Please print each record exactly, omitting none of them.

(Data items)
- - - -

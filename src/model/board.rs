//! A player's board: the cell grid together with the fleet placed on it.

use alloc::vec::Vec;
use rand::Rng;

use crate::config::{FIELD_SIZE, FLEET, MAX_SHIP_LEN};
use crate::{CellState, Coord, Field, ModelError, PlacementStatus, ShipSet, ShotOutcome};

/// Failed box draws for a single ship before auto placement starts over.
const AUTO_RESTART_AFTER: usize = 1_000;

#[derive(Debug, Clone, Default, PartialEq, Eq)]
pub struct Board {
    field: Field,
    ships: ShipSet,
}

impl Board {
    pub fn new() -> Self {
        Board {
            field: Field::new(),
            ships: ShipSet::new(),
        }
    }

    pub fn field(&self) -> &Field {
        &self.field
    }

    pub fn ships(&self) -> &ShipSet {
        &self.ships
    }

    pub fn reset(&mut self) {
        *self = Board::new();
    }

    pub fn fog_view(&self) -> Field {
        self.field.fog_view()
    }

    pub fn all_sunk(&self) -> bool {
        self.ships.all_sunk()
    }

    /// Replace any existing layout with a random legal fleet.
    ///
    /// Each ship is dropped into a random empty square box of side `len + 2`
    /// along one of the four inner edges, so no two ships ever touch.
    pub fn place_auto<R: Rng + ?Sized>(&mut self, rng: &mut R) {
        loop {
            self.reset();
            if self.try_place_auto(rng) {
                return;
            }
            log::debug!("auto placement hit a dead end, starting over");
        }
    }

    fn try_place_auto<R: Rng + ?Sized>(&mut self, rng: &mut R) -> bool {
        for &len in FLEET.iter() {
            let mut placed = false;
            for _ in 0..AUTO_RESTART_AFTER {
                let outer_r = rng.random_range(0..FIELD_SIZE - len - 1);
                let outer_c = rng.random_range(0..FIELD_SIZE - len - 1);
                if !self.box_is_empty(outer_r, outer_c, len + 2) {
                    continue;
                }
                let (r, c) = (outer_r + 1, outer_c + 1);
                let side = rng.random_range(0..4);
                let cells: Option<Vec<Coord>> = (0..len)
                    .map(|i| match side {
                        0 => (r, c + i),
                        1 => (r + i, c + len - 1),
                        2 => (r + len - 1, c + i),
                        _ => (r + i, c),
                    })
                    .map(|(gr, gc)| Coord::new(gr - 1, gc - 1))
                    .collect();
                let Some(cells) = cells else { continue };
                if self.ships.assign(&cells).is_err() {
                    return false;
                }
                for &cell in &cells {
                    self.field.set(cell, CellState::Ship);
                }
                placed = true;
                break;
            }
            if !placed {
                return false;
            }
        }
        true
    }

    fn box_is_empty(&self, top: usize, left: usize, side: usize) -> bool {
        (top..top + side).all(|r| (left..left + side).all(|c| self.field.grid_cell(r, c) == CellState::Empty))
    }

    /// Place one ship from text such as `A1-A4` or a single cell `D7`.
    ///
    /// Quota is checked before geometry, so a spare length is rejected even
    /// when the cells themselves would be legal.
    pub fn place_manual(&mut self, text: &str) -> Result<PlacementStatus, ModelError> {
        let text = text.trim();
        let (a, b) = match text.split_once('-') {
            Some((a, b)) => (a.trim(), b.trim()),
            None => (text, text),
        };
        let start = Coord::parse(a)?;
        let end = Coord::parse(b)?;
        if start.row() != end.row() && start.col() != end.col() {
            return Err(ModelError::InvalidPlacement);
        }
        let (r0, r1) = (start.row().min(end.row()), start.row().max(end.row()));
        let (c0, c1) = (start.col().min(end.col()), start.col().max(end.col()));
        let len = (r1 - r0).max(c1 - c0) + 1;
        if len > MAX_SHIP_LEN {
            return Err(ModelError::InvalidPlacement);
        }
        if self.ships.remaining(len) == 0 {
            return Err(ModelError::QuotaExceeded);
        }
        let cells: Vec<Coord> = (r0..=r1)
            .flat_map(|r| (c0..=c1).filter_map(move |c| Coord::new(r, c)))
            .collect();
        if !cells.iter().all(|&c| self.field.is_clear_around(c)) {
            return Err(ModelError::InvalidPlacement);
        }
        self.ships.assign(&cells)?;
        for &cell in &cells {
            self.field.set(cell, CellState::Ship);
        }
        if self.ships.is_complete() {
            Ok(PlacementStatus::Complete)
        } else {
            Ok(PlacementStatus::Placed)
        }
    }

    /// Resolve a shot given as coordinate text. Malformed text is `Invalid`.
    pub fn resolve_shot(&mut self, text: &str) -> ShotOutcome {
        match Coord::parse(text.trim()) {
            Ok(coord) => self.resolve_shot_at(coord),
            Err(_) => ShotOutcome::Invalid,
        }
    }

    /// Resolve a shot. Sinking a ship marks every empty cell around it as a miss.
    pub fn resolve_shot_at(&mut self, coord: Coord) -> ShotOutcome {
        match self.field.get(coord) {
            CellState::Ship => {
                self.field.set(coord, CellState::Hit);
                let mut sunk_cells = Vec::new();
                if let Some(ship) = self.ships.ship_at_mut(coord) {
                    ship.register_hit(coord);
                    if ship.is_sunk() {
                        sunk_cells.extend(ship.cells());
                    }
                }
                for cell in sunk_cells {
                    for n in Field::neighbors(cell) {
                        if self.field.get(n) == CellState::Empty {
                            self.field.set(n, CellState::Miss);
                        }
                    }
                }
                ShotOutcome::Hit
            }
            CellState::Empty => {
                self.field.set(coord, CellState::Miss);
                ShotOutcome::Miss
            }
            CellState::Miss | CellState::Hit => ShotOutcome::Invalid,
        }
    }

    /// Rebuild a board from an uploaded field, deriving the fleet from it.
    ///
    /// The field must hold only empty and ship cells forming exactly the
    /// standard fleet: straight ships of 1..4 cells that never touch,
    /// not even diagonally.
    pub fn from_layout(field: &Field) -> Result<Board, ModelError> {
        if Coord::all().any(|c| !matches!(field.get(c), CellState::Empty | CellState::Ship)) {
            return Err(ModelError::InvalidLayout("layout contains shot marks"));
        }
        let mut board = Board::new();
        let mut seen = [false; crate::config::BOARD_CELLS];
        for origin in Coord::all() {
            if field.get(origin) != CellState::Ship || seen[origin.index()] {
                continue;
            }
            seen[origin.index()] = true;
            let mut component = Vec::new();
            let mut stack = alloc::vec![origin];
            while let Some(cell) = stack.pop() {
                component.push(cell);
                for n in Field::neighbors(cell) {
                    let orthogonal = n.row() == cell.row() || n.col() == cell.col();
                    if orthogonal && field.get(n) == CellState::Ship && !seen[n.index()] {
                        seen[n.index()] = true;
                        stack.push(n);
                    }
                }
            }
            if component.len() > MAX_SHIP_LEN {
                return Err(ModelError::InvalidLayout("ship is too long"));
            }
            component.sort();
            let first = component[0];
            if !component.iter().all(|c| c.row() == first.row()) && !component.iter().all(|c| c.col() == first.col()) {
                return Err(ModelError::InvalidLayout("ship is not straight"));
            }
            for &cell in &component {
                if Field::neighbors(cell).any(|n| field.get(n) == CellState::Ship && !component.contains(&n)) {
                    return Err(ModelError::InvalidLayout("ships touch"));
                }
            }
            board
                .ships
                .assign(&component)
                .map_err(|_| ModelError::InvalidLayout("too many ships of one length"))?;
        }
        if !board.ships.is_complete() {
            return Err(ModelError::InvalidLayout("fleet is incomplete"));
        }
        board.field = field.clone();
        Ok(board)
    }
}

- - - -

§ **Answer**
filename src/model/board.rs
//! A player's board: the cell grid together with the fleet placed on it.

use alloc::vec::Vec;
use rand::Rng;

use crate::config::{FIELD_SIZE, FLEET, MAX_SHIP_LEN};
use crate::{CellState, Coord, Field, ModelError, PlacementStatus, ShipSet, ShotOutcome};

/// Failed box draws for a single ship before auto placement starts over.
const AUTO_RESTART_AFTER: usize = 1_000;

#[derive(Debug, Clone, Default, PartialEq, Eq)]
pub struct Board {
    field: Field,
    ships: ShipSet,
}

impl Board {
    pub fn new() -> Self {
        Board {
            field: Field::new(),
            ships: ShipSet::new(),
        }
    }

    pub fn field(&self) -> &Field {
        &self.field
    }

    pub fn ships(&self) -> &ShipSet {
        &self.ships
    }

    pub fn reset(&mut self) {
        *self = Board::new();
    }

    pub fn fog_view(&self) -> Field {
        self.field.fog_view()
    }

    pub fn all_sunk(&self) -> bool {
        self.ships.all_sunk()
    }

    /// Replace any existing layout with a random legal fleet.
    ///
    /// Each ship is dropped into a random empty square box of side `len + 2`
    /// along one of the four inner edges, so no two ships ever touch.
    pub fn place_auto<R: Rng + ?Sized>(&mut self, rng: &mut R) {
        loop {
            self.reset();
            if self.try_place_auto(rng) {
                return;
            }
            log::debug!("auto placement hit a dead end, starting over");
        }
    }

    fn try_place_auto<R: Rng + ?Sized>(&mut self, rng: &mut R) -> bool {
        for &len in FLEET.iter() {
            let mut placed = false;
            for _ in 0..AUTO_RESTART_AFTER {
                let outer_r = rng.random_range(0..FIELD_SIZE - len - 1);
                let outer_c = rng.random_range(0..FIELD_SIZE - len - 1);
                if !self.box_is_empty(outer_r, outer_c, len + 2) {
                    continue;
                }
                let (r, c) = (outer_r + 1, outer_c + 1);
                let side = rng.random_range(0..4);
                let cells: Option<Vec<Coord>> = (0..len)
                    .map(|i| match side {
                        0 => (r, c + i),
                        1 => (r + i, c + len - 1),
                        2 => (r + len - 1, c + i),
                        _ => (r + i, c),
                    })
                    .map(|(gr, gc)| Coord::new(gr - 1, gc - 1))
                    .collect();
                let Some(cells) = cells else { continue };
                if self.ships.assign(&cells).is_err() {
                    return false;
                }
                for &cell in &cells {
                    self.field.set(cell, CellState::Ship);
                }
                placed = true;
                break;
            }
            if !placed {
                return false;
            }
        }
        true
    }

    fn box_is_empty(&self, top: usize, left: usize, side: usize) -> bool {
        (top..top + side).all(|r| (left..left + side).all(|c| self.field.grid_cell(r, c) == CellState::Empty))
    }

    /// Place one ship from text such as `A1-A4` or a single cell `D7`.
    ///
    /// Quota is checked before geometry, so a spare length is rejected even
    /// when the cells themselves would be legal.
    pub fn place_manual(&mut self, text: &str) -> Result<PlacementStatus, ModelError> {
        let text = text.trim();
        let (a, b) = match text.split_once('-') {
            Some((a, b)) => (a.trim(), b.trim()),
            None => (text, text),
        };
        let start = Coord::parse(a)?;
        let end = Coord::parse(b)?;
        if start.row() != end.row() && start.col() != end.col() {
            return Err(ModelError::InvalidPlacement);
        }
        let (r0, r1) = (start.row().min(end.row()), start.row().max(end.row()));
        let (c0, c1) = (start.col().min(end.col()), start.col().max(end.col()));
        let len = (r1 - r0).max(c1 - c0) + 1;
        if len > MAX_SHIP_LEN {
            return Err(ModelError::InvalidPlacement);
        }
        if self.ships.remaining(len) == 0 {
            return Err(ModelError::QuotaExceeded);
        }
        let cells: Vec<Coord> = (r0..=r1)
            .flat_map(|r| (c0..=c1).filter_map(move |c| Coord::new(r, c)))
            .collect();
        if !cells.iter().all(|&c| self.field.is_clear_around(c)) {
            return Err(ModelError::InvalidPlacement);
        }
        self.ships.assign(&cells)?;
        for &cell in &cells {
            self.field.set(cell, CellState::Ship);
        }
        if self.ships.is_complete() {
            Ok(PlacementStatus::Complete)
        } else {
            Ok(PlacementStatus::Placed)
        }
    }

    /// Resolve a shot given as coordinate text. Malformed text is `Invalid`.
    pub fn resolve_shot(&mut self, text: &str) -> ShotOutcome {
        match Coord::parse(text.trim()) {
            Ok(coord) => self.resolve_shot_at(coord),
            Err(_) => ShotOutcome::Invalid,
        }
    }

    /// Resolve a shot. Sinking a ship marks every empty cell around it as a miss.
    pub fn resolve_shot_at(&mut self, coord: Coord) -> ShotOutcome {
        match self.field.get(coord) {
            CellState::Ship => {
                self.field.set(coord, CellState::Hit);
                let mut sunk_cells = Vec::new();
                if let Some(ship) = self.ships.ship_at_mut(coord) {
                    ship.register_hit(coord);
                    if ship.is_sunk() {
                        sunk_cells.extend(ship.cells());
                    }
                }
                for cell in sunk_cells {
                    for n in Field::neighbors(cell) {
                        if self.field.get(n) == CellState::Empty {
                            self.field.set(n, CellState::Miss);
                        }
                    }
                }
                ShotOutcome::Hit
            }
            CellState::Empty => {
                self.field.set(coord, CellState::Miss);
                ShotOutcome::Miss
            }
            CellState::Miss | CellState::Hit => ShotOutcome::Invalid,
        }
    }

    /// Rebuild a board from an uploaded field, deriving the fleet from it.
    ///
    /// The field must hold only empty and ship cells forming exactly the
    /// standard fleet: straight ships of 1..4 cells that never touch,
    /// not even diagonally.
    pub fn from_layout(field: &Field) -> Result<Board, ModelError> {
        if Coord::all().any(|c| !matches!(field.get(c), CellState::Empty | CellState::Ship)) {
            return Err(ModelError::InvalidLayout("layout contains shot marks"));
        }
        let mut board = Board::new();
        let mut seen = [false; crate::config::BOARD_CELLS];
        for origin in Coord::all() {
            if field.get(origin) != CellState::Ship || seen[origin.index()] {
                continue;
            }
            seen[origin.index()] = true;
            let mut component = Vec::new();
            let mut stack = alloc::vec![origin];
            while let Some(cell) = stack.pop() {
                component.push(cell);
                for n in Field::neighbors(cell) {
                    let orthogonal = n.row() == cell.row() || n.col() == cell.col();
                    if orthogonal && field.get(n) == CellState::Ship && !seen[n.index()] {
                        seen[n.index()] = true;
                        stack.push(n);
                    }
                }
            }
            if component.len() > MAX_SHIP_LEN {
                return Err(ModelError::InvalidLayout("ship is too long"));
            }
            component.sort();
            let first = component[0];
            if !component.iter().all(|c| c.row() == first.row()) && !component.iter().all(|c| c.col() == first.col()) {
                return Err(ModelError::InvalidLayout("ship is not straight"));
            }
            for &cell in &component {
                if Field::neighbors(cell).any(|n| field.get(n) == CellState::Ship && !component.contains(&n)) {
                    return Err(ModelError::InvalidLayout("ships touch"));
                }
            }
            board
                .ships
                .assign(&component)
                .map_err(|_| ModelError::InvalidLayout("too many ships of one length"))?;
        }
        if !board.ships.is_complete() {
            return Err(ModelError::InvalidLayout("fleet is incomplete"));
        }
        board.field = field.clone();
        Ok(board)
    }
}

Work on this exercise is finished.